#### [Instructions to follow]
Among the entries that follow, the required portion opens with the line containing "pub fn state(&self, header: u32)" and closes with the line containing "pub fn install(&mut". Give that portion again exactly, and nothing else.
*** Opening Data listing ***
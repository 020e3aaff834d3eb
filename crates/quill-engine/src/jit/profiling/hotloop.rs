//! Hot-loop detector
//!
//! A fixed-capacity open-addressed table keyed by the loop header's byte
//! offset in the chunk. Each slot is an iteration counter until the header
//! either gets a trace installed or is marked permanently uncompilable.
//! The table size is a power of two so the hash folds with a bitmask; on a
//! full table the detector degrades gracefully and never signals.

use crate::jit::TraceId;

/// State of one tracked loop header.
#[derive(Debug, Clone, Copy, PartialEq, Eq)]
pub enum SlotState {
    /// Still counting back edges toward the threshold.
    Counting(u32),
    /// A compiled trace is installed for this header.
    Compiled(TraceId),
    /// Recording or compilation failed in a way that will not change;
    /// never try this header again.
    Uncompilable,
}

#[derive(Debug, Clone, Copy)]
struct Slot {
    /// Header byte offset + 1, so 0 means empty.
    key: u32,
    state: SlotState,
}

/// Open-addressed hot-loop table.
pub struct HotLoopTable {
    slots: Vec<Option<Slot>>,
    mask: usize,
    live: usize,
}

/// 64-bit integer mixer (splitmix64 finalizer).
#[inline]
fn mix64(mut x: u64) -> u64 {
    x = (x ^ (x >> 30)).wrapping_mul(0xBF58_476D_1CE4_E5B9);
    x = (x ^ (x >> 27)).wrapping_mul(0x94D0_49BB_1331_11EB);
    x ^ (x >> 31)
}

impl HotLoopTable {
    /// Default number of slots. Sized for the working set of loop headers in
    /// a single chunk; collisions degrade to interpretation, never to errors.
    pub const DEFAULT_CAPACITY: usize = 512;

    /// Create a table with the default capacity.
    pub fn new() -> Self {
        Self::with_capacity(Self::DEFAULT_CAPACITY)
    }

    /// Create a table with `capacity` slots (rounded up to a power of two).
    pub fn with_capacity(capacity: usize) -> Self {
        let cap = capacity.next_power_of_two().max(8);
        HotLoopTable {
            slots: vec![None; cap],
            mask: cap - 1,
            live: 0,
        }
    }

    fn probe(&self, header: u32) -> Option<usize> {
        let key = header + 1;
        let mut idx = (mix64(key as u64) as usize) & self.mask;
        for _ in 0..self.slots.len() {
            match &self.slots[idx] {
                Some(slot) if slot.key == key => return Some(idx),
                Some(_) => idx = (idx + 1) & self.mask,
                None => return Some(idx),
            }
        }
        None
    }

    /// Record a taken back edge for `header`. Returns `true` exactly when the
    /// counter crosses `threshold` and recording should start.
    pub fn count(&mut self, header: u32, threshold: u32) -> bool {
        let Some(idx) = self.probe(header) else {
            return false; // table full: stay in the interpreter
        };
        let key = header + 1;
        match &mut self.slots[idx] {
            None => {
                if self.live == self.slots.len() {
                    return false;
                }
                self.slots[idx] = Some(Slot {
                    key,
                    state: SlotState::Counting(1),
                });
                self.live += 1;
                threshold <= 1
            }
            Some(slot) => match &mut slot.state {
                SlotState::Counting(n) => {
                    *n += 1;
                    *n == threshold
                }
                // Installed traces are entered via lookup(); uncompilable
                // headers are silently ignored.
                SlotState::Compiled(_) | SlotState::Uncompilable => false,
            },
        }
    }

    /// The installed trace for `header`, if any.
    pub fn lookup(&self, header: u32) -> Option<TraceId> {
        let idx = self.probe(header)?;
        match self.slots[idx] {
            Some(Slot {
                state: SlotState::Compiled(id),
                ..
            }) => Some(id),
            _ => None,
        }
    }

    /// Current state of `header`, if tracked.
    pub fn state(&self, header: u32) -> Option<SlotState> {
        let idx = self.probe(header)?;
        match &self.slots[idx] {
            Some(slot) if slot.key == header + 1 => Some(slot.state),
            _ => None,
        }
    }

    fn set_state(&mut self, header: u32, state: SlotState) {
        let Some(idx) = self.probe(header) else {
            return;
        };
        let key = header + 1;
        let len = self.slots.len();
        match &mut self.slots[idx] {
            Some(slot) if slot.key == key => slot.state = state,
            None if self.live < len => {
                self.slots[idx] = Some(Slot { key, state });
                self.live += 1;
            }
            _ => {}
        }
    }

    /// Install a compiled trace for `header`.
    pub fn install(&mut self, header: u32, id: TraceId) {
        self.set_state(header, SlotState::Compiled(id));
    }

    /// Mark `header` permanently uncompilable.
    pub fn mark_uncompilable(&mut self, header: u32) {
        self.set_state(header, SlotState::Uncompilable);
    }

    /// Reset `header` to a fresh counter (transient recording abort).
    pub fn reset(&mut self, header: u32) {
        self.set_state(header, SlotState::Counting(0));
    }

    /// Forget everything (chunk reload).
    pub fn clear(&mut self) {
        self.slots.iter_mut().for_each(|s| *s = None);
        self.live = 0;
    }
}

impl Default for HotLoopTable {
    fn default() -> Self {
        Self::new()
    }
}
*** Closing Data listing ***
#### [The answer]
    pub fn state(&self, header: u32) -> Option<SlotState> {
        let idx = self.probe(header)?;
        match &self.slots[idx] {
            Some(slot) if slot.key == header + 1 => Some(slot.state),
            _ => None,
        }
    }

    fn set_state(&mut self, header: u32, state: SlotState) {
        let Some(idx) = self.probe(header) else {
            return;
        };
        let key = header + 1;
        let len = self.slots.len();
        match &mut self.slots[idx] {
            Some(slot) if slot.key == key => slot.state = state,
            None if self.live < len => {
                self.slots[idx] = Some(Slot { key, state });
                self.live += 1;
            }
            _ => {}
        }
    }

    /// Install a compiled trace for `header`.
    pub fn install(&mut self, header: u32, id: TraceId) {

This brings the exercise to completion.